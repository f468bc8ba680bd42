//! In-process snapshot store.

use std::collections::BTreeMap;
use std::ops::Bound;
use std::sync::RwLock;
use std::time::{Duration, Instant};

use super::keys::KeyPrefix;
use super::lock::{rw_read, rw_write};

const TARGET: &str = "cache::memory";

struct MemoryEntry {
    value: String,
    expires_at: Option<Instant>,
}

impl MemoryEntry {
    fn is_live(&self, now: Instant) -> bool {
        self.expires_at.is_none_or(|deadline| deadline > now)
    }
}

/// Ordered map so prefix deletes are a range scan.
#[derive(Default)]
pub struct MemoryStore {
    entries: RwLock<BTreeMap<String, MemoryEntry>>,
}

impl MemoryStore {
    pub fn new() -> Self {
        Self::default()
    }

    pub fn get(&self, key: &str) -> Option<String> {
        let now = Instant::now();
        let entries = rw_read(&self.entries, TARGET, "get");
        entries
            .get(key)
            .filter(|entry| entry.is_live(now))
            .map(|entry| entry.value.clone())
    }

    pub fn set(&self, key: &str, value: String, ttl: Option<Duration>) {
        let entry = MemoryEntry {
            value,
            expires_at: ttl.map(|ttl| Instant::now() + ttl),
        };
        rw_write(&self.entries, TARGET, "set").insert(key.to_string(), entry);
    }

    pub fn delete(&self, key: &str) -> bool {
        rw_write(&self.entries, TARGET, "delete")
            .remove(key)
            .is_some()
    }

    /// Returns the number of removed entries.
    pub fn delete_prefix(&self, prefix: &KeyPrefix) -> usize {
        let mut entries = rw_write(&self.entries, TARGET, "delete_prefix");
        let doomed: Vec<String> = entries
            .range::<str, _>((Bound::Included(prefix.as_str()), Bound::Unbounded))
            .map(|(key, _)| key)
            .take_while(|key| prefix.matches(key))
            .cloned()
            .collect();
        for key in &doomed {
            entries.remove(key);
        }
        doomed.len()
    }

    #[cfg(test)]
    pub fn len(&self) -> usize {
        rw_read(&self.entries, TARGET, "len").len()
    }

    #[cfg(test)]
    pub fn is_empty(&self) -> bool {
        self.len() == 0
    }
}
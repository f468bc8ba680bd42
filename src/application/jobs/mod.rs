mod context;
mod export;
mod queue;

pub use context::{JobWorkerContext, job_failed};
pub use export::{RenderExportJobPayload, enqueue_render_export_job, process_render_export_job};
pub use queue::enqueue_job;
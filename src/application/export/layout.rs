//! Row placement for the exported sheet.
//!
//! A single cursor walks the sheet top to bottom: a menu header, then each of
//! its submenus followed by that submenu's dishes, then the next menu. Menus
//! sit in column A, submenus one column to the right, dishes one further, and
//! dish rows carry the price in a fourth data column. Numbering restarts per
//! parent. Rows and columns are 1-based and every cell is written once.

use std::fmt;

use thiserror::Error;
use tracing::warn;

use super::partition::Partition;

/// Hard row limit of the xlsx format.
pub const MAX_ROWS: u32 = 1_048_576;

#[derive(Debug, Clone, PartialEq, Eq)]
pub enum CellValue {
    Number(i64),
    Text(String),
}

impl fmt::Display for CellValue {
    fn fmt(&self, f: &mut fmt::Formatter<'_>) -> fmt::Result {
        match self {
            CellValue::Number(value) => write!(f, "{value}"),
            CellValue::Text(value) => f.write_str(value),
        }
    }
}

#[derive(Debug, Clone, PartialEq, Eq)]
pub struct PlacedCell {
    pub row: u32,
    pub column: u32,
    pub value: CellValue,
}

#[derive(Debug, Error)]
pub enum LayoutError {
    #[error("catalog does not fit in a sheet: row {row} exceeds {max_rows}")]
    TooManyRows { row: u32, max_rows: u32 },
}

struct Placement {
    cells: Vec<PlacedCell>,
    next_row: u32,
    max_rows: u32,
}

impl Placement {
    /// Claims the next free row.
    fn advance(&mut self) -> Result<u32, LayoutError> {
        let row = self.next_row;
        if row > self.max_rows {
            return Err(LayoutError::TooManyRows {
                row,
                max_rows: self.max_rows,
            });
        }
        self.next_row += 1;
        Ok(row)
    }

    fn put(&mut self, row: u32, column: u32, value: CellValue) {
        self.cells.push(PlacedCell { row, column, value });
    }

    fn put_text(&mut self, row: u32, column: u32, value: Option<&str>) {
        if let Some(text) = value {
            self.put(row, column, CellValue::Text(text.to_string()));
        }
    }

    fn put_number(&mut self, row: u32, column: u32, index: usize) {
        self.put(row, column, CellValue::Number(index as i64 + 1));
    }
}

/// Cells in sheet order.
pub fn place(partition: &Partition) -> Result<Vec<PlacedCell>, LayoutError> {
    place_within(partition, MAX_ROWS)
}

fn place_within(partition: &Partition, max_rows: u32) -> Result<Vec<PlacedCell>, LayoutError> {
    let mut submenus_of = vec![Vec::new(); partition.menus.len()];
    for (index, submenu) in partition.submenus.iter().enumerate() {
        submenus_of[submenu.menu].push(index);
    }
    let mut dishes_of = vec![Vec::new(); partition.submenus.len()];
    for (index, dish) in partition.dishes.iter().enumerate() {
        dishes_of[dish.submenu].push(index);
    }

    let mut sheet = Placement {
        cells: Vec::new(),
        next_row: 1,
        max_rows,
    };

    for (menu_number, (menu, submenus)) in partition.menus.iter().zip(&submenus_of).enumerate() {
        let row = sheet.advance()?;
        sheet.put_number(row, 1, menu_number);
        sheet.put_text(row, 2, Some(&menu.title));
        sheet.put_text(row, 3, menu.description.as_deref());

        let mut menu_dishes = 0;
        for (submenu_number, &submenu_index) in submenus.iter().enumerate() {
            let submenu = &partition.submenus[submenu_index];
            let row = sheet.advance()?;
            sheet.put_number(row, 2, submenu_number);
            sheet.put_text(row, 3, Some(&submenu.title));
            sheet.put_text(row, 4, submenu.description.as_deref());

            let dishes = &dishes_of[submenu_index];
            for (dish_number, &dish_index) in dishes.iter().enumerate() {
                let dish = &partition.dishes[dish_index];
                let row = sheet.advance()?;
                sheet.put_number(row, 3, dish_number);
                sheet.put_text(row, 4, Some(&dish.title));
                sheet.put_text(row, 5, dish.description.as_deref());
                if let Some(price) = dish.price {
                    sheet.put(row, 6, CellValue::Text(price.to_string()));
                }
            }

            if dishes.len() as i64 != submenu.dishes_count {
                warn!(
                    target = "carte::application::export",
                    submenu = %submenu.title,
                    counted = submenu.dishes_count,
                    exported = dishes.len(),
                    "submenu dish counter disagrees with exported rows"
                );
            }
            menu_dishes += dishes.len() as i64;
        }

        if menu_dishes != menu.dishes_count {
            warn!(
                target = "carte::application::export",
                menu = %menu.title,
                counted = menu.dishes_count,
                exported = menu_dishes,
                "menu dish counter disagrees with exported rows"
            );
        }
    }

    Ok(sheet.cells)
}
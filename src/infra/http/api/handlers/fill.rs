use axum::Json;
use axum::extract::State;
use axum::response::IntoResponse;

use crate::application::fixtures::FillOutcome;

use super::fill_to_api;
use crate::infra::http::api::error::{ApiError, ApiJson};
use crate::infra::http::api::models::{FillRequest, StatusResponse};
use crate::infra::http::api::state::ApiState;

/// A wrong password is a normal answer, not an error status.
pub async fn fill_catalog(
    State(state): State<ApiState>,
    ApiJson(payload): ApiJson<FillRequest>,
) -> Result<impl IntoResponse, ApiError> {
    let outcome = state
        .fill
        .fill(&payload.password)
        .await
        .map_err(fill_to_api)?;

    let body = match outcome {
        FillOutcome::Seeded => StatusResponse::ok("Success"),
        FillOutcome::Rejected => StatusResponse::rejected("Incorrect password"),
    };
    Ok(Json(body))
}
+ + + +
WHAT YOU HAVE TO DO |
Reproduce each line of the data containing the word "description".

THE ANSWER |
        sheet.put_text(row, 3, menu.description.as_deref());
            sheet.put_text(row, 4, submenu.description.as_deref());
                sheet.put_text(row, 5, dish.description.as_deref());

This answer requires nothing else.